Unfortunately, when I reran test10 I still get the same float indexing error in the GQUAL module. Notably, the resultant h5 file from my test run does not have the /CONTROL/GLOBAL table populated so that could be part of the issue. Would you be able to try the latest commit and see if you have the same issue.
@ptomasula, ran HSPsquared/tests/test10/HSP2results/TEST10_hsp2_compare.ipynb with your your new commit, and I got this new error when running readWDM(wdmname, hdfname)
:
---------------------------------------------------------------------------
TypeError Traceback (most recent call last)
<ipython-input-9-02f71edae935> in <module>
1 # %time
----> 2 readWDM(wdmname, hdfname)
~/Documents/Python/limno.HSPsquared/HSP2tools/readWDM.py in readWDM(wdmfile, hdffile, compress_output)
129 records = np.asarray(records)
130 offsets = np.asarray(offsets)
--> 131 dates, values = _process_groups(iarray, farray, records, offsets, tgroup)
132
133 dates, values, stop_datetime = _process_groups(iarray, farray, records, offsets, tgroup)
TypeError: cannot unpack non-iterable NoneType object
I hadn't seen that error previously.
Whoops. Thanks @aufdenkampe for catching that my commit should have replaced line 131 in the above with the line 133. Looks like a few deletions were left out of my pervious commit. I added commit ae374f1f which should fix those lines.
@ptomasula, that commit fixed the readWDM
error I had in https://github.com/LimnoTech/HSPsquared/issues/21#issuecomment-818264729.
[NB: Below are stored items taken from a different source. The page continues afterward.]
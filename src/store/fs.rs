//! Filesystem blob store.
//!
//! One file per blob under a root directory. Writes go to `<id>.tmp`
//! first and are renamed into place, so a reader never observes a
//! partially written blob.

use std::io::ErrorKind;
use std::path::{Path, PathBuf};

use super::BlobStore;
use crate::error::{Result, StitchError};
use crate::ids::BlobId;

/// Blob store backed by a directory.
#[derive(Debug, Clone)]
pub struct FsBlobStore {
    root: PathBuf,
}

impl FsBlobStore {
    /// Open a store rooted at `root`, creating the directory if needed.
    ///
    /// # Errors
    ///
    /// Returns an I/O error if the directory cannot be created.
    pub async fn open(root: impl Into<PathBuf>) -> Result<Self> {
        let root = root.into();
        tokio::fs::create_dir_all(&root).await?;
        Ok(Self { root })
    }

    /// Root directory of the store.
    pub fn root(&self) -> &Path {
        &self.root
    }

    fn blob_path(&self, id: &BlobId) -> PathBuf {
        self.root.join(format!("{id}.pdf"))
    }
}

/// Write `bytes` to `<final_path>.tmp` and rename it over `final_path`.
/// The temp file is removed when either step fails.
async fn write_atomically(final_path: &Path, bytes: &[u8]) -> Result<()> {
    let write_path = final_path.with_extension("tmp");

    if let Err(err) = tokio::fs::write(&write_path, bytes).await {
        let _ = tokio::fs::remove_file(&write_path).await;
        return Err(StitchError::Io { source: err });
    }
    if let Err(err) = tokio::fs::rename(&write_path, final_path).await {
        let _ = tokio::fs::remove_file(&write_path).await;
        return Err(StitchError::Io { source: err });
    }
    Ok(())
}

#[async_trait::async_trait]
impl BlobStore for FsBlobStore {
    async fn put(&self, bytes: Vec<u8>) -> Result<BlobId> {
        let mut id = BlobId::generate();
        while tokio::fs::try_exists(self.blob_path(&id)).await? {
            id = BlobId::generate();
        }

        let final_path = self.blob_path(&id);
        write_atomically(&final_path, &bytes).await?;

        tracing::debug!(
            blob_id = %id,
            size = bytes.len(),
            path = %final_path.display(),
            "Stored blob on disk"
        );
        Ok(id)
    }

    async fn get(&self, id: &BlobId) -> Result<Option<Vec<u8>>> {
        if !id.is_well_formed() {
            return Ok(None);
        }
        match tokio::fs::read(self.blob_path(id)).await {
            Ok(bytes) => Ok(Some(bytes)),
            Err(err) if err.kind() == ErrorKind::NotFound => Ok(None),
            Err(err) => Err(err.into()),
        }
    }

    async fn delete(&self, id: &BlobId) -> Result<bool> {
        if !id.is_well_formed() {
            return Ok(false);
        }
        match tokio::fs::remove_file(self.blob_path(id)).await {
            Ok(()) => Ok(true),
            Err(err) if err.kind() == ErrorKind::NotFound => Ok(false),
            Err(err) => Err(err.into()),
        }
    }
}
I have confirmed that the Stop
datetimes in the /TIMESERIES/SUMMARY
table is identical for the HDF5 files created on the develop
and develop_readWDM
branches. So this also fixed the issue described in https://github.com/LimnoTech/HSPsquared/issues/21#issuecomment-816081613.
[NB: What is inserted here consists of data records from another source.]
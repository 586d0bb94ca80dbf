//! Deleted pages and rotation overrides of one session.
//!
//! State is keyed by `(file id, 1-based page number)`. Entries for files
//! that are later removed are left in place; file ids are never reused
//! and the tracker is dropped with its session.

use std::collections::{BTreeMap, BTreeSet, HashMap};

use crate::error::{Result, StitchError};
use crate::ids::FileId;
use crate::rotation::Rotation;

/// Deleted page numbers per file, in a stable order for clients.
pub type DeletionSet = BTreeMap<FileId, BTreeSet<u32>>;

/// Page state of a single file, copied out for resolution.
#[derive(Debug, Clone, Default, PartialEq, Eq)]
pub struct FilePageState {
    pub deleted: BTreeSet<u32>,
    pub rotations: HashMap<u32, Rotation>,
}

impl FilePageState {
    pub fn is_deleted(&self, page: u32) -> bool {
        self.deleted.contains(&page)
    }

    pub fn rotation_of(&self, page: u32) -> Rotation {
        self.rotations.get(&page).copied().unwrap_or_default()
    }
}

#[derive(Debug, Default)]
pub struct PageStateTracker {
    deleted: HashMap<FileId, BTreeSet<u32>>,
    rotations: HashMap<FileId, HashMap<u32, Rotation>>,
}

impl PageStateTracker {
    pub fn new() -> Self {
        Self::default()
    }

    pub fn is_deleted(&self, file: &FileId, page: u32) -> bool {
        self.deleted
            .get(file)
            .is_some_and(|pages| pages.contains(&page))
    }

    /// Mark a page deleted. Returns `false` if it already was.
    ///
    /// # Errors
    ///
    /// Page numbers start at 1; page 0 is a validation error.
    pub fn mark_deleted(&mut self, file: &FileId, page: u32) -> Result<bool> {
        check_page(page)?;
        Ok(self.deleted.entry(file.clone()).or_default().insert(page))
    }

    pub fn rotation_of(&self, file: &FileId, page: u32) -> Rotation {
        self.rotations
            .get(file)
            .and_then(|pages| pages.get(&page))
            .copied()
            .unwrap_or_default()
    }

    /// Set (not add) a page's rotation.
    pub fn set_rotation(&mut self, file: &FileId, page: u32, rotation: Rotation) -> Result<()> {
        check_page(page)?;
        self.rotations
            .entry(file.clone())
            .or_default()
            .insert(page, rotation);
        Ok(())
    }

    /// Every deleted page, for client resynchronization.
    pub fn snapshot_deletions(&self) -> DeletionSet {
        self.deleted
            .iter()
            .filter(|(_, pages)| !pages.is_empty())
            .map(|(file, pages)| (file.clone(), pages.clone()))
            .collect()
    }

    /// Copy of one file's state.
    pub fn file_state(&self, file: &FileId) -> FilePageState {
        FilePageState {
            deleted: self.deleted.get(file).cloned().unwrap_or_default(),
            rotations: self.rotations.get(file).cloned().unwrap_or_default(),
        }
    }

    pub fn clear(&mut self) {
        self.deleted.clear();
        self.rotations.clear();
    }
}

pub(crate) fn check_page(page: u32) -> Result<()> {
    if page == 0 {
        return Err(StitchError::validation("page numbers start at 1"));
    }
    Ok(())
}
Unfortunately, I'm also still getting the TypeError: 'float' object is not subscriptable
error at the GQUAL
module when running main(hdfname, saveall=True)
on the input HDF5 file created from the latest on the develop_readWDM` branch (as shown in https://github.com/LimnoTech/HSPsquared/issues/21#issuecomment-815972090).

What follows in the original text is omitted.